The 2023 Outagamie County Executive election took place on April 1, 2023, following a primary election on February 18, 2023, to select the County Executive of Outagamie County, Wisconsin. Incumbent County Executive Tom Nelson, who had been unopposed for re-election in 2015 and 2019, ran for re-election to his fourth term. He was challenged by two opponents: County Supervisor Justin Krueger, and former County Supervisor Kevin Sturn. In the primary election, Nelson placed first, winning 52 percent of the vote, and Sturn placed second with 30 percent, advancing to the general election against Nelson.
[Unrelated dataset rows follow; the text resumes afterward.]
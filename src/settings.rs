use std::path::{Path, PathBuf};
use std::time::Duration;

use config::{Config, ConfigError, Environment, File, FileFormat};
use pixline_raster::{GridPoint, Segment};
use serde::Deserialize;
use tracing::{error, info};

use crate::canvas::TileLayout;
use crate::error::CanvasError;

const DEFAULT_CONFIG_PATH: &str = "config/default.toml";
const ENV_PREFIX: &str = "PIXLINE";

/// Everything the demo reads from configuration.
#[derive(Debug, Clone, PartialEq, Default, Deserialize)]
#[serde(default)]
pub struct Settings {
    pub window: WindowSettings,
    pub segment: SegmentSettings,
    pub screenshot: ScreenshotSettings,
}

#[derive(Debug, Clone, PartialEq, Deserialize)]
#[serde(default)]
pub struct WindowSettings {
    pub width: u32,
    pub height: u32,
    pub tile_size: u32,
    pub frame_interval_ms: u64,
}

impl Default for WindowSettings {
    fn default() -> Self {
        WindowSettings {
            width: 640,
            height: 480,
            tile_size: 80,
            frame_interval_ms: 1000,
        }
    }
}

impl WindowSettings {
    pub fn layout(&self) -> Result<TileLayout, CanvasError> {
        TileLayout::new(self.width, self.height, self.tile_size)
    }

    pub fn frame_interval(&self) -> Duration {
        Duration::from_millis(self.frame_interval_ms)
    }
}

/// The segment drawn when none is given on the command line.
#[derive(Debug, Clone, PartialEq, Deserialize)]
#[serde(default)]
pub struct SegmentSettings {
    pub from: GridPoint,
    pub to: GridPoint,
    pub title: String,
}

impl Default for SegmentSettings {
    fn default() -> Self {
        SegmentSettings {
            from: GridPoint::new(0, 0),
            to: GridPoint::new(0, 1),
            title: "Default".to_string(),
        }
    }
}

impl SegmentSettings {
    pub fn segment(&self) -> Segment {
        Segment::new(self.from, self.to)
    }
}

#[derive(Debug, Clone, PartialEq, Deserialize)]
#[serde(default)]
pub struct ScreenshotSettings {
    pub enabled: bool,
    pub directory: PathBuf,
}

impl Default for ScreenshotSettings {
    fn default() -> Self {
        ScreenshotSettings {
            enabled: true,
            directory: PathBuf::from("."),
        }
    }
}

impl ScreenshotSettings {
    /// Where the screenshot for a demo titled `title` is written.
    ///
    /// The title becomes a single file name inside `directory`: path
    /// separators and other characters that are not portable in file names
    /// are replaced by `_`, and an empty title falls back to `screenshot`.
    pub fn path_for(&self, title: &str) -> PathBuf {
        self.directory.join(format!("{}.png", file_stem_for(title)))
    }
}

fn file_stem_for(title: &str) -> String {
    let stem: String = title
        .trim()
        .chars()
        .map(|c| match c {
            '/' | '\\' | ':' | '*' | '?' | '"' | '<' | '>' | '|' => '_',
            c if c.is_control() => '_',
            c => c,
        })
        .collect();
    match stem.as_str() {
        "" | "." | ".." => "screenshot".to_string(),
        _ => stem,
    }
}

/// Loads settings from `path`, or from `config/default.toml` if it exists,
/// then applies `PIXLINE__SECTION__KEY` environment overrides.
pub fn load_settings(path: Option<&Path>) -> Result<Settings, ConfigError> {
    let file = match path {
        Some(p) => {
            info!("Attempting to load configuration from {}", p.display());
            File::from(p).required(true)
        }
        None => {
            info!("Attempting to load configuration from {}", DEFAULT_CONFIG_PATH);
            File::new(DEFAULT_CONFIG_PATH, FileFormat::Toml).required(false)
        }
    };

    let settings: Result<Settings, ConfigError> = Config::builder()
        .add_source(file)
        .add_source(
            Environment::with_prefix(ENV_PREFIX)
                .prefix_separator("__")
                .separator("__")
                .try_parsing(true),
        )
        .build()
        .and_then(|config| config.try_deserialize());

    match settings {
        Ok(settings) => {
            info!("Successfully loaded configuration: {:?}", settings);
            Ok(settings)
        }
        Err(e) => {
            error!("Failed to load configuration: {}", e);
            Err(e)
        }
    }
}

#[cfg(test)]
mod tests {
    use super::*;

    fn settings_from_toml(toml: &str) -> Result<Settings, ConfigError> {
        Config::builder()
            .add_source(File::from_str(toml, FileFormat::Toml))
            .build()?
            .try_deserialize()
    }

    #[test]
    fn test_empty_config_uses_defaults() {
        let settings = settings_from_toml("").unwrap();
        assert_eq!(settings, Settings::default());
        assert_eq!(settings.window.width, 640);
        assert_eq!(settings.window.height, 480);
        assert_eq!(settings.window.tile_size, 80);
        assert_eq!(settings.segment.segment(), Segment::new(GridPoint::new(0, 0), GridPoint::new(0, 1)));
        assert_eq!(settings.segment.title, "Default");
    }

    #[test]
    fn test_shipped_config_matches_defaults() {
        let settings = settings_from_toml(include_str!("../config/default.toml")).unwrap();
        assert_eq!(settings, Settings::default());
    }

    #[test]
    fn test_partial_override() {
        let toml = r#"
            [window]
            tile_size = 40

            [segment]
            from = { x = -3, y = 2 }
            to = { x = 9, y = 5 }
            title = "negative start"
        "#;
        let settings = settings_from_toml(toml).unwrap();
        assert_eq!(settings.window.tile_size, 40);
        assert_eq!(settings.window.width, 640);
        assert_eq!(settings.segment.from, GridPoint::new(-3, 2));
        assert_eq!(settings.segment.to, GridPoint::new(9, 5));
        assert_eq!(settings.segment.title, "negative start");
        assert!(settings.screenshot.enabled);
    }

    #[test]
    fn test_invalid_type_is_rejected() {
        let toml = "[window]\ntile_size = \"big\"\n";
        assert!(settings_from_toml(toml).is_err());
    }

    #[test]
    fn test_layout_validation() {
        let mut window = WindowSettings::default();
        assert!(window.layout().is_ok());
        window.tile_size = 0;
        assert!(matches!(window.layout(), Err(CanvasError::InvalidTileSize(_))));
    }

    #[test]
    fn test_screenshot_path() {
        let screenshot = ScreenshotSettings {
            enabled: true,
            directory: PathBuf::from("shots"),
        };
        assert_eq!(screenshot.path_for("diag"), PathBuf::from("shots").join("diag.png"));
        assert_eq!(screenshot.path_for("steep line"), PathBuf::from("shots").join("steep line.png"));
    }

    #[test]
    fn test_screenshot_title_cannot_leave_directory() {
        let screenshot = ScreenshotSettings {
            enabled: true,
            directory: PathBuf::from("shots"),
        };
        assert_eq!(screenshot.path_for("run/1"), PathBuf::from("shots").join("run_1.png"));
        assert_eq!(screenshot.path_for("a\\b:c"), PathBuf::from("shots").join("a_b_c.png"));
        assert_eq!(screenshot.path_for("../up"), PathBuf::from("shots").join(".._up.png"));
        assert_eq!(screenshot.path_for("/abs"), PathBuf::from("shots").join("_abs.png"));
        assert_eq!(screenshot.path_for(".."), PathBuf::from("shots").join("screenshot.png"));
        assert_eq!(screenshot.path_for("  "), PathBuf::from("shots").join("screenshot.png"));

        let path = screenshot.path_for("run/1");
        assert_eq!(path.parent(), Some(Path::new("shots")));
    }

    #[test]
    fn test_frame_interval() {
        let window = WindowSettings { frame_interval_ms: 250, ..WindowSettings::default() };
        assert_eq!(window.frame_interval(), Duration::from_millis(250));
    }
}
In the general election, Nelson campaigned on his record as County Executive, and pointed to his success in stabilizing the county budget and the growth of the Appleton International Airport. Sturn attacked Nelson for being away from the job while he ran for the U.S. Senate in 2022, and argued that he was responsible, as finance chair of the County Board of Supervisors, for the county's financial strength.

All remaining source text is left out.